American photojournalist (1946–2019)

Ellen Shub (January 1, 1946 – December 18, 2019) was an American photojournalist focusing on human rights and social justice issues.

== Early life and education ==
Shub was born in New Jersey to Ruth and George Shub. She studied at University of Rochester, Annenberg School for Communication at the University of Pennsylvania, and Carpenter Center for the Visual Arts. Shub earned an M.Ed. from the Harvard Graduate School of Education.

== Career ==
Shub worked as a media producer in television programming in the Boston area before becoming a full-time freelance photojournalist in the 1980s. Shub's photographs appeared feminist newspapers, gay and lesbian newspapers, and cities' weeklies. Shub attended social protests from the early 1970s through 2018 and many of her photographs feature protest signs.

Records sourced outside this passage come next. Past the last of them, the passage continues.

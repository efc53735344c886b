//! Export domain errors

use thiserror::Error;

use core_kernel::PortError;

/// Failures reported by the external ledger
#[derive(Debug, Clone, Error, PartialEq, Eq)]
pub enum LedgerError {
    #[error("Ledger authorization is no longer valid, reconnect required: {0}")]
    ReauthorizationRequired(String),

    #[error("Ledger is not connected")]
    NotConnected,

    #[error("Authorization state mismatch")]
    InvalidState,

    #[error("Ledger call timed out after {0} ms")]
    Timeout(u64),

    #[error("Network error: {0}")]
    Network(String),

    #[error("Ledger rate limit reached")]
    RateLimited,

    #[error("Ledger service unavailable (HTTP {0})")]
    ServiceUnavailable(u16),

    #[error("Ledger rejected the request: {0}")]
    Rejected(String),

    #[error("Unexpected ledger response: {0}")]
    Decode(String),
}

impl LedgerError {
    /// True when retrying later may succeed without operator action
    pub fn is_transient(&self) -> bool {
        matches!(
            self,
            LedgerError::Timeout(_)
                | LedgerError::Network(_)
                | LedgerError::RateLimited
                | LedgerError::ServiceUnavailable(_)
        )
    }

    /// True when an operator must repeat the consent flow
    pub fn requires_reauthorization(&self) -> bool {
        matches!(self, LedgerError::ReauthorizationRequired(_) | LedgerError::NotConnected)
    }
}

/// Errors that abort a whole reconciliation pass
///
/// Per-batch failures never surface here; they are recorded in the report.
#[derive(Debug, Error)]
pub enum ExportError {
    #[error("Store error: {0}")]
    Store(#[from] PortError),

    #[error("Reconciliation cancelled")]
    Cancelled,
}
//! Repository implementations for data access
//!
//! Each repository owns the SQL for one table and speaks in row types;
//! translation to the domain model happens in the adapters.

pub mod expenses;
pub mod users;

pub use expenses::{DbExpenseStatus, ExpenseFilter, ExpenseRepository, ExpenseRow};
pub use users::{DbRole, UserRepository, UserRow};
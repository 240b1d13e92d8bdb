//! Single-task placement routines.
//!
//! Every routine takes the run's [`WeekSchedule`] by `&mut` and either books
//! exactly one span and returns where, or returns `None` and leaves the
//! week untouched. Days not present in the week are skipped silently.

use tracing::{trace, warn};

use crate::intervals;
use crate::models::{PlacedTask, Slot, Task, TimeWindow, WeekSchedule, Weekday};

/// Reserves every fixed task's slot, in input order.
///
/// No conflict check: overlapping fixed tasks are all booked and free time
/// is trimmed once per task. Flexible tasks and tasks naming a day outside
/// the week are skipped.
pub fn place_fixed<'a, I>(week: &mut WeekSchedule, tasks: I) -> Vec<(&'a Task, Slot)>
where
    I: IntoIterator<Item = &'a Task>,
{
    let mut placed = Vec::new();

    for task in tasks {
        let Some(fixed) = task.fixed_slot() else {
            continue;
        };
        let slot = Slot {
            day: fixed.day,
            window: fixed.window,
        };
        if week.book(task, slot) {
            placed.push((task, slot));
        } else {
            warn!(task = %task.id, day = %fixed.day, "fixed task names a day outside the week");
        }
    }

    placed
}

/// Places `task` in the first of `windows` that is free long enough.
///
/// For each day in order: intersect `windows` with the day's free time,
/// take the first-fit window, and book `[spot.start, spot.start + duration)`.
/// Stops at the first day that yields a spot.
///
/// # Panics
/// If `duration_min` is zero (an empty span cannot be booked).
pub fn schedule_task(
    week: &mut WeekSchedule,
    task: &Task,
    days: &[Weekday],
    windows: &[TimeWindow],
    duration_min: u32,
) -> Option<Slot> {
    for &day in days {
        let Some(schedule) = week.day_mut(day) else {
            trace!(task = %task.id, %day, "day not in week");
            continue;
        };

        let candidates = intervals::intersect(windows, &schedule.free);
        if let Some(spot) = intervals::first_fit(&candidates, duration_min) {
            let window = spot.leading(duration_min);
            schedule.book(PlacedTask::new(task, window));
            return Some(Slot { day, window });
        }
        trace!(task = %task.id, %day, candidates = candidates.len(), "no exact fit");
    }

    None
}

/// Places `task` inside its tolerance windows, preferring overlap with
/// `preferred`.
///
/// For each day, the tolerance windows are intersected with free time.
/// For each resulting window `m` and each preferred window `p`, in order:
/// 1. if `p ∩ m` is non-empty and long enough, book at its start;
/// 2. else if `p ∩ m` is non-empty and `m` itself is long enough, book at
///    `m`'s start, even though that runs past the preferred window.
///
/// A tolerance window that touches no preferred window is never used here.
///
/// # Panics
/// If `duration_min` is zero.
pub fn schedule_task_partial(
    week: &mut WeekSchedule,
    task: &Task,
    days: &[Weekday],
    preferred: &[TimeWindow],
    tolerance: &[TimeWindow],
    duration_min: u32,
) -> Option<Slot> {
    for &day in days {
        let Some(schedule) = week.day_mut(day) else {
            trace!(task = %task.id, %day, "day not in week");
            continue;
        };

        let tolerated = intervals::intersect(tolerance, &schedule.free);
        let spot = tolerated.iter().find_map(|m| {
            preferred.iter().find_map(|p| {
                let overlap = p.intersection(m)?;
                if overlap.fits(duration_min) {
                    Some(overlap)
                } else if m.fits(duration_min) {
                    Some(*m)
                } else {
                    None
                }
            })
        });

        if let Some(spot) = spot {
            let window = spot.leading(duration_min);
            schedule.book(PlacedTask::new(task, window));
            return Some(Slot { day, window });
        }
        trace!(task = %task.id, %day, tolerated = tolerated.len(), "no relaxed fit");
    }

    None
}
//! Dispatching rules and rule engine for ordering flexible tasks.
//!
//! The order in which flexible tasks enter the placement cascade is the
//! only fairness mechanism in a run: earlier tasks get first claim on
//! free time. The default order is importance descending, then difficulty
//! descending, with ties left in input order.
//!
//! # Usage
//!
//! ```
//! use u_weekplan::dispatching::{rules, RuleEngine};
//! use u_weekplan::models::Task;
//!
//! let engine = RuleEngine::new()
//!     .with_rule(rules::Importance)
//!     .with_tie_breaker(rules::Difficulty);
//!
//! let tasks = vec![
//!     Task::flexible("a", 30).with_priority(1, 9),
//!     Task::flexible("b", 30).with_priority(3, 0),
//! ];
//! let order = engine.sort(&tasks);
//! assert_eq!(order[0].id, "b");
//! ```

mod engine;
pub mod rules;

pub use engine::RuleEngine;

use crate::models::Task;
use std::fmt::Debug;

/// Score returned by a dispatching rule.
///
/// Lower scores = higher priority (placed first).
pub type RuleScore = i64;

/// A dispatching rule that evaluates task priority.
///
/// # Score Convention
/// **Lower score = higher priority.** Rules should return smaller values
/// for tasks that should be placed first.
pub trait DispatchingRule: Send + Sync + Debug {
    /// Rule name (e.g., "IMPORTANCE").
    fn name(&self) -> &'static str;

    /// Evaluates the priority of a task.
    ///
    /// Returns a score where lower = higher priority.
    fn evaluate(&self, task: &Task) -> RuleScore;

    /// Rule description.
    fn description(&self) -> &'static str {
        self.name()
    }
}
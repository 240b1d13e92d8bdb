//! Input validation for weekly scheduling.
//!
//! Checks task input before it reaches the scheduler. Detects:
//! - Duplicate IDs
//! - Unknown day names
//! - Malformed or empty time windows
//! - Fixed tasks missing their day or times
//! - Flexible tasks without a positive duration
//!
//! All problems are collected; nothing stops at the first one.
//!
//! [`detect_fixed_conflicts`] is a separate, optional pre-pass. The
//! scheduler itself books overlapping fixed tasks without complaint.

use std::collections::{BTreeMap, HashSet};

use thiserror::Error;

use crate::models::{Task, TimeWindow, Weekday};
use crate::wire::TaskRecord;

/// Validation result.
pub type ValidationResult = Result<(), Vec<ValidationError>>;

/// A validation error.
#[derive(Debug, Clone, PartialEq, Eq, Error)]
#[error("{message}")]
pub struct ValidationError {
    /// Error category.
    pub kind: ValidationErrorKind,
    /// Human-readable description.
    pub message: String,
}

/// Categories of validation errors.
#[derive(Debug, Clone, Copy, PartialEq, Eq)]
pub enum ValidationErrorKind {
    /// Two tasks share the same ID.
    DuplicateId,
    /// A day name is not one of Monday..Sunday.
    InvalidDay,
    /// A window is malformed, empty, or runs past 23:59.
    InvalidInterval,
    /// A required field is absent.
    MissingField,
    /// A flexible task has zero duration.
    InvalidDuration,
    /// Two fixed tasks overlap on the same day.
    FixedConflict,
}

impl ValidationError {
    pub(crate) fn new(kind: ValidationErrorKind, message: impl Into<String>) -> Self {
        Self {
            kind,
            message: message.into(),
        }
    }
}

/// Validates typed tasks.
///
/// Checks:
/// 1. No duplicate task IDs
/// 2. Every flexible task has a positive duration
pub fn validate_tasks(tasks: &[Task]) -> ValidationResult {
    let mut errors = Vec::new();
    let mut ids = HashSet::new();

    for task in tasks {
        if !ids.insert(task.id.as_str()) {
            errors.push(ValidationError::new(
                ValidationErrorKind::DuplicateId,
                format!("Duplicate task ID: {}", task.id),
            ));
        }
        if !task.is_fixed() && task.duration_min == 0 {
            errors.push(ValidationError::new(
                ValidationErrorKind::InvalidDuration,
                format!("Task '{}' must have a positive duration", task.id),
            ));
        }
    }

    into_result(errors)
}

/// Converts one raw record into a typed task.
///
/// A record with `fixed: true` needs `fixed_day`, `fixed_start_time` and
/// `fixed_end_time`; its flexible fields are ignored and its duration is
/// the window length. Any other record is flexible: it needs a positive
/// `duration`, and its fixed fields are ignored. Absent day and interval
/// lists mean "not declared".
pub fn task_from_record(record: &TaskRecord) -> Result<Task, Vec<ValidationError>> {
    let mut errors = Vec::new();
    let id = record.id.as_str();

    let task = if record.fixed {
        let day = match record.fixed_day.as_deref() {
            Some(name) => parse_day(id, "fixed_day", name, &mut errors),
            None => {
                errors.push(missing(id, "fixed_day"));
                None
            }
        };
        let window = match (&record.fixed_start_time, &record.fixed_end_time) {
            (Some(start), Some(end)) => {
                parse_window(id, "fixed time", &format!("{start}-{end}"), &mut errors)
            }
            (start, _) => {
                let field = if start.is_none() {
                    "fixed_start_time"
                } else {
                    "fixed_end_time"
                };
                errors.push(missing(id, field));
                None
            }
        };
        match (day, window) {
            (Some(day), Some(window)) => Some(Task::fixed(id, day, window)),
            _ => None,
        }
    } else {
        let duration = match record.duration {
            Some(0) => {
                errors.push(ValidationError::new(
                    ValidationErrorKind::InvalidDuration,
                    format!("Task '{id}': duration must be positive"),
                ));
                None
            }
            Some(d) => Some(d),
            None => {
                errors.push(missing(id, "duration"));
                None
            }
        };
        let preferred_days = parse_days(id, "preferred_days", &record.preferred_days, &mut errors);
        let all_days = parse_days(id, "all_days", &record.all_days, &mut errors);
        let preferred_intervals =
            parse_windows(id, "preferred_intervals", &record.preferred_intervals, &mut errors);
        let max_intervals = parse_windows(id, "max_intervals", &record.max_intervals, &mut errors);

        duration.map(|d| {
            Task::flexible(id, d)
                .with_preferred_days(preferred_days)
                .with_all_days(all_days)
                .with_preferred_intervals(preferred_intervals)
                .with_max_intervals(max_intervals)
                .with_priority(
                    record.importance.unwrap_or(0),
                    record.difficulty.unwrap_or(0),
                )
        })
    };

    match task {
        Some(task) if errors.is_empty() => Ok(task.with_name(record.taskname.clone())),
        _ => Err(errors),
    }
}
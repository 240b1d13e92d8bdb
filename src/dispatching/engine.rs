//! Rule engine for multi-criteria ordering.
//!
//! Applies rules in sequence, consulting the next rule only on ties.
//! Tasks that tie on every rule keep their input order (stable sort).

use std::cmp::Ordering;
use std::sync::Arc;

use super::{rules, DispatchingRule, RuleScore};
use crate::models::Task;

/// A composable rule engine for task prioritization.
///
/// # Example
/// ```
/// use u_weekplan::dispatching::{rules, RuleEngine};
///
/// let engine = RuleEngine::new()
///     .with_rule(rules::Importance)
///     .with_tie_breaker(rules::Difficulty);
/// assert_eq!(engine.rule_names(), vec!["IMPORTANCE", "DIFFICULTY"]);
/// ```
#[derive(Clone, Default)]
pub struct RuleEngine {
    rules: Vec<Arc<dyn DispatchingRule>>,
}

impl RuleEngine {
    /// Creates an empty rule engine (keeps input order).
    pub fn new() -> Self {
        Self { rules: Vec::new() }
    }

    /// Importance descending, then difficulty descending.
    pub fn by_priority() -> Self {
        Self::new()
            .with_rule(rules::Importance)
            .with_tie_breaker(rules::Difficulty)
    }

    /// Adds a primary rule.
    pub fn with_rule<R: DispatchingRule + 'static>(mut self, rule: R) -> Self {
        self.rules.push(Arc::new(rule));
        self
    }

    /// Adds a tie-breaking rule, consulted only when earlier rules tie.
    pub fn with_tie_breaker<R: DispatchingRule + 'static>(self, rule: R) -> Self {
        self.with_rule(rule)
    }

    /// Names of the configured rules, in evaluation order.
    pub fn rule_names(&self) -> Vec<&'static str> {
        self.rules.iter().map(|r| r.name()).collect()
    }

    /// Sorts tasks by priority (highest priority first).
    ///
    /// Stable: tasks tied on every rule keep their relative input order.
    pub fn sort<'a, I>(&self, tasks: I) -> Vec<&'a Task>
    where
        I: IntoIterator<Item = &'a Task>,
    {
        let mut ordered: Vec<&'a Task> = tasks.into_iter().collect();
        ordered.sort_by(|a, b| self.compare(a, b));
        ordered
    }

    /// Returns the highest-priority task.
    pub fn select_best<'a, I>(&self, tasks: I) -> Option<&'a Task>
    where
        I: IntoIterator<Item = &'a Task>,
    {
        self.sort(tasks).into_iter().next()
    }

    /// Evaluates a single task and returns scores from each rule.
    pub fn evaluate(&self, task: &Task) -> Vec<RuleScore> {
        self.rules.iter().map(|r| r.evaluate(task)).collect()
    }

    /// Sequential comparison: first rule that separates `a` and `b` decides.
    pub fn compare(&self, a: &Task, b: &Task) -> Ordering {
        self.rules
            .iter()
            .map(|r| r.evaluate(a).cmp(&r.evaluate(b)))
            .find(|ord| ord.is_ne())
            .unwrap_or(Ordering::Equal)
    }
}

impl std::fmt::Debug for RuleEngine {
    fn fmt(&self, f: &mut std::fmt::Formatter<'_>) -> std::fmt::Result {
        f.debug_struct("RuleEngine")
            .field("rules", &self.rule_names())
            .finish()
    }
}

Her photographs of protest signs have appeared in The New Yorker, the National Library of Medicine, Our Bodies Ourselves, and Frontiers: A Journal of Women Studies. She has photographed activists such as Frances Crowe, Larry Kramer, the Dalai Lama, and Rosa Parks. At gallery showings, she would juxtapose images of famous people with lesser-known or unknown activists, giving each subject an equal importance or weight.

Shub worked as a grants administrator and photographer for the Institute of Coaching at McLean Hospital in Belmont, Massachusetts during the last decade of her life.

==Personal life==
Shub and her longtime partner Kathy J. Seltzer had one son.